A team of researchers at the University of Calgary (U of C) is using virtual reality (VR), augmented reality and advanced visualization techniques to help SAGD producers better manage their complex reservoirs to optimize operations and improve costs.
Their tools are even being used to help one SAGD operator bring back online wells that were temporarily shut in during the wildfires this spring.
The group is led by Zhangxing (John) Chen, NSERC/AITF/Foundation CMG industrial research chair in reservoir simulation at the U of C’s Schulich School of Engineering.
According to Chen, VR is great for scientific visualization because of the larger variety of interaction possibilities compared to a traditional desktop, as well as the complete immersion and preservation of spatial perception.
For example, research has shown that a specific benefit of VR is that it allows spatial judgments that require careful visual inspection of small objects, he adds.
Another benefit is the ability to work with and analyze 3-D data in 3-D, which is more straightforward and intuitive.
Also, he says there has recently been a lot of investigation into improving the analysis prior to simulation using heuristics, exploratory analysis and proxies, to ensure that valuable time spent in simulation is more targeted and provides greater value to a project.
“These techniques benefit from collaborative interactive methods such as the ones we use in our large-scale VR system,” says Chen.
Visualization techniques and hardware in general are advancing rapidly. A lot more is possible on desktops and even tablets and phones than was ever possible in the past.
“This is even more the case for other mediums such as virtual reality and augmented reality,” he says. “Although the promise of the technology was appreciated a decade ago and even earlier, only now has the hardware, the tools and the maturity of interaction design caught up to the promise.”

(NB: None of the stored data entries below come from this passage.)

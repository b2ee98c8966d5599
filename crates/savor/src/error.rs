// SPDX-License-Identifier: AGPL-3.0-only
// Copyright (C) 2024 Jonathan Lee
// This program is free software: you can redistribute it and/or modify
// it under the terms of the GNU Affero General Public License version 3
// as published by the Free Software Foundation.
// This program is distributed in the hope that it will be useful,
// but WITHOUT ANY WARRANTY; without even the implied warranty of
// MERCHANTABILITY or FITNESS FOR A PARTICULAR PURPOSE.
// See the GNU Affero General Public License for more details.
// You should have received a copy of the GNU Affero General Public License
// along with this program. If not, see https://www.gnu.org/licenses/.

use crate::dataset::Column;
use thiserror::Error;
#[derive(Error, Debug)]
pub enum DashboardError {
    #[error("Catalog configuration error: {0}")]
    Catalog(#[from] CatalogError),
    #[error("Data error: {0}")]
    Data(#[from] DataError),
    #[error("Analysis error: {0}")]
    Analysis(#[from] AnalysisError),
    #[error("Router configuration error: {0}")]
    Router(#[from] RouterError),
    #[error("I/O error: {0}")]
    Io(#[from] std::io::Error),
    #[error("Serialisation error: {0}")]
    Serialisation(#[from] serde_json::Error),
}
#[derive(Error, Debug)]
pub enum CatalogError {
    #[error("Failed to parse catalog YAML: {source}")]
    YamlParseError {
        #[from]
        source: serde_yaml::Error,
    },
    #[error("Failed to read catalog file '{path}': {source}")]
    CatalogFileError {
        path: String,
        #[source]
        source: std::io::Error,
    },
    #[error("Duplicate category entry: '{key}'")]
    DuplicateCategory { key: String },
    #[error("Category '{key}' has no synonyms")]
    EmptySynonyms { key: String },
    #[error("Catalog is empty")]
    EmptyCatalog,
}
#[derive(Error, Debug)]
pub enum DataError {
    #[error("IO error: {0}")]
    Io(#[from] std::io::Error),
    #[error("Failed to read data file '{path}': {source}")]
    DataFileError {
        path: String,
        #[source]
        source: std::io::Error,
    },
    #[error("CSV parsing error: {0}")]
    Csv(#[from] csv::Error),
    #[error("Dataset has no header row")]
    MissingHeaders,
    #[error("Empty dataset provided")]
    EmptyDataset,
}
#[derive(Error, Debug)]
pub enum AnalysisError {
    #[error("Column '{}' not present in dataset", .column.display_name())]
    ColumnUnavailable { column: Column },
    #[error("No usable values for {what}")]
    NoData { what: String },
}
#[derive(Error, Debug)]
pub enum RouterError {
    #[error("Invalid router configuration: {0}")]
    InvalidConfig(String),
}
pub type Result<T> = std::result::Result<T, DashboardError>;
pub type CatalogResult<T> = std::result::Result<T, CatalogError>;
pub type DataResult<T> = std::result::Result<T, DataError>;
pub type AnalysisResult<T> = std::result::Result<T, AnalysisError>;
impl AnalysisError {
    pub fn user_message(&self) -> String {
        match self {
            AnalysisError::ColumnUnavailable { column } => {
                format!(
                    "{} data not available in the dataset",
                    column.display_name()
                )
            }
            AnalysisError::NoData { what } => format!("No {what} data available"),
        }
    }
}
impl DashboardError {
    pub fn is_recoverable(&self) -> bool {
        matches!(
            self,
            DashboardError::Analysis(_) | DashboardError::Router(_)
        )
    }
    pub fn category(&self) -> &'static str {
        match self {
            DashboardError::Catalog(_) => "Catalog",
            DashboardError::Data(_) => "Data",
            DashboardError::Analysis(_) => "Analysis",
            DashboardError::Router(_) => "Router",
            DashboardError::Io(_) => "I/O",
            DashboardError::Serialisation(_) => "Serialisation",
        }
    }
    pub fn user_message(&self) -> String {
        match self {
            DashboardError::Analysis(e) => e.user_message(),
            DashboardError::Data(DataError::EmptyDataset) => {
                "The dataset appears to be empty. Please provide data with at least one row."
                    .to_string()
            }
            DashboardError::Catalog(_) => {
                "Unable to load the analysis catalog. Please check the configuration file."
                    .to_string()
            }
            _ => self.to_string(),
        }
    }
}
#[derive(Debug, Clone, Copy, PartialEq, Eq, PartialOrd, Ord)]
pub enum ErrorSeverity {
    Info,
    Warning,
    Error,
    Critical,
}
impl ErrorSeverity {
    pub fn as_str(&self) -> &'static str {
        match self {
            ErrorSeverity::Info => "INFO",
            ErrorSeverity::Warning => "WARNING",
            ErrorSeverity::Error => "ERROR",
            ErrorSeverity::Critical => "CRITICAL",
        }
    }
}
pub fn error_severity(error: &DashboardError) -> ErrorSeverity {
    match error {
        DashboardError::Analysis(_) => ErrorSeverity::Warning,
        DashboardError::Router(_) => ErrorSeverity::Error,
        DashboardError::Catalog(CatalogError::EmptyCatalog) => ErrorSeverity::Critical,
        DashboardError::Catalog(_) => ErrorSeverity::Error,
        DashboardError::Data(_) => ErrorSeverity::Error,
        DashboardError::Io(_) => ErrorSeverity::Error,
        DashboardError::Serialisation(_) => ErrorSeverity::Error,
    }
}
pub struct ErrorReporter {
    pub show_hints: bool,
    pub colored_output: bool,
}
impl ErrorReporter {
    pub fn new() -> Self {
        Self {
            show_hints: true,
            colored_output: false,
        }
    }
    pub fn report(&self, error: &DashboardError) -> String {
        let severity = error_severity(error);
        let mut output = String::new();
        output.push_str(&format!("[{}] {}\n", severity.as_str(), error));
        if self.show_hints {
            let hints = self.hints(error);
            if !hints.is_empty() {
                output.push_str("\nHints:\n");
                for hint in hints {
                    output.push_str(&format!("  - {hint}\n"));
                }
            }
        }
        output
    }
    fn hints(&self, error: &DashboardError) -> Vec<String> {
        match error {
            DashboardError::Data(DataError::EmptyDataset) => vec![
                "Check that the CSV file has rows below the header".to_string(),
            ],
            DashboardError::Data(DataError::DataFileError { .. }) => vec![
                "Verify the file path and that the file is readable".to_string(),
                "The file must be comma-delimited with a header row".to_string(),
            ],
            DashboardError::Analysis(AnalysisError::ColumnUnavailable { column }) => vec![format!(
                "Add a '{}' column to the input file to enable this view",
                column.header_aliases()[0]
            )],
            _ => Vec::new(),
        }
    }
}
impl Default for ErrorReporter {
    fn default() -> Self {
        Self::new()
    }
}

The collaboration centre is used to visualize data for internal and external collaboration, teaching, presentations and outreach.
Commercial tools run existing desktop applications in VR applications to show data sets; however, there are limitations to these tools since they are translating 2-D applications to a 3-D medium but are not actually 3-D applications.
For this reason, and to support specific directions, the University of Calgary team has developed its own applications. “Although our applications are prototypes, we have had positive feedback and hope that as they become more mature they will be used to support our projects,” says Chen.
The team also has an advanced visualization facility where members use 2-D and 3-D technology to analyze complex data sets to collaborate and demonstrate projects.
“By having a facility that can support a variety of visualization mediums, we have maximum flexibility to match the correct visualization need with the appropriate technology,” Chen says.
Having this flexibility allows the engineers to research innovative approaches that can help analyze complex scenarios.
“For example, we are developing tools that can take advantage of [VR] in a variety of platforms including commodity head-mounted displays or large-scale collaborative VR in our advanced visualization facility.”
One key issue that needs to be addressed is the need for better heat-loss modelling. The U of C team has developed a standalone thermal wellbore simulator to handle several different wellbore configurations and completions. It can also be fully coupled with the facility’s SAGD simulator.
The simulator uses a fully implicit method to model heat loss from tubing walls to the surrounding formation, says Chen.
Instead of implementing the common Ramey method—which has been around since 1962 for heat-loss calculations and has been shown to be a source of large errors—Chen’s team’s wellbore simulator runs a series of computational fluid dynamical (CFD) models for the buoyancy-driven flow for different annulus sizes and lengths and a number of tubings.
Based on these CFD models, correlations are derived that can conveniently be used for more accurate heat-loss estimation from the wellbore to the surrounding formation for SAGD injection wells with single or multiple tubing strings, he explains.
The wellbore simulator can handle thermal processes that involve sophisticated wellbore configurations, complex fluid flow and heat transfer in the tubing, annulus, wellbore completion and surrounding formation.
It can also look at complex but common wellbore configurations such as multi-parallel or multi-concentric tubings, says Chen.
ConocoPhillips Canada and Brion Energy get the first crack
The wellbore simulator is being used by industrial sponsors Brion Energy and ConocoPhillips Canada.
ConocoPhillips is testing the technology to potentially solve challenges it has with hot spots (steam from a SAGD injector bypassing directly to a producer) and to help it bring on wells that were shut in for a month due to the Fort McMurray wildfires in May.
The U of C’s standalone thermal wellbore simulator provides real-time information and connects directly to the reservoir, says ConocoPhillips Canada reservoir engineer Chao (Charlie) Dong,
“It’s good to have a simulator to give you real-time situation on the ground without spending too much money on measurement,” Dong says. “We’re still testing the software. It’s quite beta, but we’ve had some successful applications.”
Optimization run times drop significantly
In another reservoir modelling improvement, the university’s reservoir simulation group has developed a parallelization technology for running a SAGD simulator on multiple cores or central processing units (CPU) on a cluster.
The parallel SAGD simulator can be run on thousands of CPUs simultaneously in a parallel fashion, and it can potentially be thousands of times faster than a serial SAGD simulator on a single CPU.
“This means that a simulation run that used to take days or even weeks to complete now requires only several minutes.”